* TASK BRIEF
Check each line of the listing for the word "CommandSet" and report the ones that have it.

* PROVIDED DATA

------------------------------------------------------------

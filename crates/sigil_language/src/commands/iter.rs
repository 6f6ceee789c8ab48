//! Sequence commands.

use sigil_foundation::{Result, Value, ops};

use crate::commands::CommandSet;

pub(crate) fn register(set: &mut CommandSet) -> Result<()> {
    set.unary_ref("L", ops::seq::length)?;
    set.unary_ref("Ṙ", ops::seq::reverse)?;
    set.unary_ref("U", ops::seq::uniquify)?;
    set.unary_ref("f", ops::seq::flatten)?;
    set.unary_ref("h", ops::seq::head)?;
    set.unary_ref("t", ops::seq::last)?;
    set.unary_ref("Ḣ", ops::seq::rest)?;
    set.unary_ref("Ṫ", ops::seq::init)?;
    set.unary_ref("m", ops::seq::mirror)?;

    set.binary_ref("i", ops::seq::index)?;
    set.binary_ref("ḟ", ops::seq::find)?;
    set.ternary_ref("ŀ", ops::seq::find_from)?;
    set.binary_ref("c", ops::seq::contains)?;
    set.binary_ref("O", ops::seq::count_occurrences)?;
    set.binary_ref("o", ops::seq::remove_all)?;
    set.binary_ref("p", ops::seq::prepend)?;
    set.binary_ref("J", ops::seq::join)?;

    set.unary_ref("s", ops::seq::sorted)?;
    set.unary_ref("⇧", ops::seq::graded)?;
    set.unary_ref("⇩", ops::seq::graded_down)?;
    set.unary_ref("G", ops::seq::max_of)?;
    set.unary_ref("g", ops::seq::min_of)?;
    set.unary_ref("↑", ops::seq::max_by_tail)?;
    set.unary_ref("↓", ops::seq::min_by_tail)?;

    set.unary_ref("∑", ops::seq::summate)?;
    set.unary_ref("Π", ops::seq::product)?;
    set.unary_ref("ṁ", ops::seq::mean)?;
    set.unary_ref("¦", ops::seq::cumulative_sum)?;
    set.unary_ref("¯", ops::seq::deltas)?;
    set.unary_ref("ė", ops::seq::enumerated)?;
    set.unary_ref("T", ops::seq::truthy_indices)?;

    set.binary_ref("Y", ops::seq::interleave)?;
    set.binary_ref("Z", ops::seq::zip2)?;
    set.binary_ref("Ẋ", ops::seq::cartesian_product)?;
    set.unary_ref("ṗ", ops::seq::powerset)?;
    set.unary_ref("Ṗ", ops::seq::permutations)?;
    set.binary_ref("↔", ops::seq::combinations_with_replacement)?;
    set.unary_ref("Ġ", ops::seq::group_consecutive)?;
    set.unary_ref("Ċ", ops::seq::counts)?;
    set.ternary_ref("Ȧ", ops::seq::assign_at)?;
    set.ternary_ref("Ṁ", ops::seq::insert_at)?;

    set.binary_ref("∪", ops::seq::union)?;
    set.binary_ref("∩", ops::seq::intersection)?;
    set.binary_ref("⊍", ops::seq::symmetric_difference)?;

    set.binary_ref("Ǔ", ops::seq::rotate)?;
    set.binary_ref("ǔ", |v, n| {
        ops::seq::rotate(v, &ops::arith::negate(n.clone())?)
    })?;
    set.binary_ref("ẇ", ops::seq::chunks)?;
    set.binary_ref("l", ops::seq::windows)?;
    set.binary_ref("ẋ", ops::seq::repeat)?;
    set.binary_ref("Ẏ", ops::seq::take)?;
    set.binary_ref("Ż", ops::seq::take_after_head)?;

    // ẏ / ż: the index ranges 0..len and 1..=len.
    set.unary_ref("ẏ", |v| {
        let len = ops::seq::length(v)?;
        ops::number::orderless_range(Value::Int(0), len)
    })?;
    set.unary_ref("ż", |v| {
        let len = ops::seq::length(v)?;
        ops::number::orderless_range(Value::Int(1), ops::arith::add(len, Value::Int(1))?)
    })?;

    // Ṅ: integer partitions of a number; anything else joins on spaces.
    set.unary_ref("Ṅ", |v| match v {
        Value::Int(_) | Value::Float(_) => ops::number::partitions(v),
        _ => ops::string::join_on(v, &Value::from(" ")),
    })?;

    // ḣ/ṫ/Ḃ/y/÷ (multi-push structural forms) live in the stack family.
    set.binary_ref("€", ops::string::split)?;

    Ok(())
}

------------------------------------------------------------

* ANSWER SPACE
use crate::commands::CommandSet;
pub(crate) fn register(set: &mut CommandSet) -> Result<()> {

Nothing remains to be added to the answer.